一方、ソフトバンクのB案では、同ブロードバンドの料金を1150円とし、また地方部への整備は2016年までに完了させるといっています。
これだけみると、どうみてもB案が良いようですが、NTTやKDDIは実現可能性の観点からB案を猛烈に否定しています。
そもそもこの事業、先行投資をしていたのはNTTであり、NTTの報告によると投資額は3兆円ほどの規模に上るとのことです。これほどの先行投資を行っているNTTにとっては、5000円程度で収益が確保できるような青写真を描いてしまっているのです。
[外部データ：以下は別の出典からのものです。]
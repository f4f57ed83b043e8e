//! Randomized orbiting dot parameters.
//!
//! The field is drawn once when the renderer mounts and never again; resizes
//! and surface recreation reuse the same parameters, so the composition only
//! drifts with time, never jumps.

use rand::Rng;

use crate::types::DOT_COUNT;

const ORBIT_RADIUS_MIN: f32 = 0.2;
const ORBIT_RADIUS_MAX: f32 = 1.0;
const ANGULAR_SPEED_MIN: f32 = 0.3;
const ANGULAR_SPEED_MAX: f32 = 1.0;
const OPACITY_MIN: f32 = 0.1;
const OPACITY_MAX: f32 = 0.5;

/// Gradient footprint radius as a fraction of the minor viewport dimension.
const DOT_RADIUS: f32 = 0.5;

/// One orbiting radial-gradient dot, in normalized viewport units.
#[derive(Debug, Clone, Copy, PartialEq)]
pub struct Dot {
    /// Orbit center in the unit square.
    pub center: [f32; 2],
    /// Orbit radius around the center.
    pub orbit_radius: f32,
    /// Phase angle at mount time, radians.
    pub start_angle: f32,
    /// Angular velocity, radians per second.
    pub angular_speed: f32,
    /// Peak blend weight at the gradient center.
    pub opacity: f32,
    /// Gradient radius as a fraction of `min(width, height)`.
    pub radius: f32,
}

impl Dot {
    /// Orbit position after `seconds` of animation, in normalized units.
    pub fn position_at(&self, seconds: f32) -> [f32; 2] {
        let angle = self.start_angle + seconds * self.angular_speed;
        [
            self.center[0] + angle.cos() * self.orbit_radius,
            self.center[1] + angle.sin() * self.orbit_radius,
        ]
    }
}

/// The fixed set of dots rendered every frame.
#[derive(Debug, Clone, PartialEq)]
pub struct DotField {
    dots: [Dot; DOT_COUNT],
}

impl DotField {
    /// Draws a fresh field from `rng`.
    ///
    /// The orbit center is sampled from an interval of width
    /// `max(0, 1 - 2 * orbit_radius)` centered in the viewport, so any orbit
    /// that can fit the unit square stays inside it; wider orbits degenerate
    /// to a pinned center at 0.5.
    pub fn generate<R: Rng + ?Sized>(rng: &mut R) -> Self {
        let dots = std::array::from_fn(|_| {
            let orbit_radius = rng.gen_range(ORBIT_RADIUS_MIN..ORBIT_RADIUS_MAX);
            let span = (1.0 - 2.0 * orbit_radius).max(0.0);
            let low = 0.5 - 0.5 * span;
            Dot {
                center: [low + rng.gen::<f32>() * span, low + rng.gen::<f32>() * span],
                orbit_radius,
                start_angle: rng.gen::<f32>() * std::f32::consts::TAU,
                angular_speed: rng.gen_range(ANGULAR_SPEED_MIN..ANGULAR_SPEED_MAX),
                opacity: rng.gen_range(OPACITY_MIN..OPACITY_MAX),
                radius: DOT_RADIUS,
            }
        });
        Self { dots }
    }

    pub fn dots(&self) -> &[Dot; DOT_COUNT] {
        &self.dots
    }
}

#[cfg(test)]
mod tests {
    use super::*;
    use rand::rngs::StdRng;
    use rand::SeedableRng;

    #[test]
    fn field_always_has_the_configured_dot_count() {
        let mut rng = StdRng::seed_from_u64(7);
        let field = DotField::generate(&mut rng);
        assert_eq!(field.dots().len(), DOT_COUNT);
    }

    #[test]
    fn orbits_stay_inside_the_unit_square() {
        for seed in 0..64 {
            let mut rng = StdRng::seed_from_u64(seed);
            let field = DotField::generate(&mut rng);
            for dot in field.dots() {
                if dot.orbit_radius <= 0.5 {
                    for axis in 0..2 {
                        assert!(
                            dot.center[axis] - dot.orbit_radius >= -1e-6,
                            "seed {seed}: orbit leaves the viewport on the low side"
                        );
                        assert!(
                            dot.center[axis] + dot.orbit_radius <= 1.0 + 1e-6,
                            "seed {seed}: orbit leaves the viewport on the high side"
                        );
                    }
                } else {
                    // An orbit wider than the viewport pins its center.
                    assert_eq!(dot.center, [0.5, 0.5], "seed {seed}");
                }
            }
        }
    }

    #[test]
    fn parameters_fall_in_their_documented_ranges() {
        for seed in 0..16 {
            let mut rng = StdRng::seed_from_u64(seed);
            let field = DotField::generate(&mut rng);
            for dot in field.dots() {
                assert!(
                    dot.orbit_radius >= ORBIT_RADIUS_MIN && dot.orbit_radius < ORBIT_RADIUS_MAX
                );
                assert!(dot.start_angle >= 0.0 && dot.start_angle < std::f32::consts::TAU);
                assert!(
                    dot.angular_speed >= ANGULAR_SPEED_MIN && dot.angular_speed < ANGULAR_SPEED_MAX
                );
                assert!(dot.opacity >= OPACITY_MIN && dot.opacity < OPACITY_MAX);
                assert_eq!(dot.radius, DOT_RADIUS);
            }
        }
    }

    #[test]
    fn same_seed_reproduces_the_same_field() {
        let mut first = StdRng::seed_from_u64(42);
        let mut second = StdRng::seed_from_u64(42);
        assert_eq!(
            DotField::generate(&mut first),
            DotField::generate(&mut second)
        );
    }

    #[test]
    fn start_position_matches_the_orbit_origin() {
        let mut rng = StdRng::seed_from_u64(3);
        let field = DotField::generate(&mut rng);
        for dot in field.dots() {
            let pos = dot.position_at(0.0);
            let expected_x = dot.center[0] + dot.start_angle.cos() * dot.orbit_radius;
            let expected_y = dot.center[1] + dot.start_angle.sin() * dot.orbit_radius;
            assert!((pos[0] - expected_x).abs() < 1e-6);
            assert!((pos[1] - expected_y).abs() < 1e-6);
        }
    }
}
もし今回、孫正義の1150円という価格を受け入れるとするならば、それはNTTの業績悪化へのインパクトは相当なものになりますので、これをNTTが阻止しようとするのは当然の成り行きです。
総務省OBの天下りが数多くいるNTTに「歩」があるのは明らかであり、このままでは光の道は間違いなく
A案で可決してしまうでしょう。
ただ、今回の話で利権の話をしてもあまり意味がありません。
キーポイントはB案のフィージビリティ(実現可能性)にあると考えています。
ソフトバンクは、B案が実現可能であるとしているのに対して、NTTは不可能であるといっています。
そうであるならば、お互いの中間条件をC案として掲げれば良いではないでしょうか。
ソフトバンクはブロードバンドのパイを広げたいと考えていると思います。規模の経済が働くインフラで、
NTTの方が高コストというのは先行投資の回収分を計上しているからです。
NTTがそれだけのコストがかかるというのであれば、中間の金額である3075円(5000円+1150円/2)でB案と同じ展開を実行したらどうでしょうか。
どれくらいの金額でできるかを何度試算したところで、それはとらぬ狸の皮算用に過ぎません。
両者の主張の食い違いの解決には全くなりません。それは違う企業である以上、必要コストがことなるのは
ごく自然のことであり、相手に指さして「そんなはずはない」と罵ること自体、お門違いでしょう。
そうであるならば残された道は、上記のC案で実際にやってみて、お互いのコスト差を補完しあう形で、インフラの整備を進めていくことは不可能なのでしょうか?
これはほんの一例に過ぎませんが、社会基盤の構築を担う企業であれば、そのような発想に至るべきであると
個人的には感じております。
ちなみに私はB案に投票しました。ソフトバンクのHPで投票できるので、是非。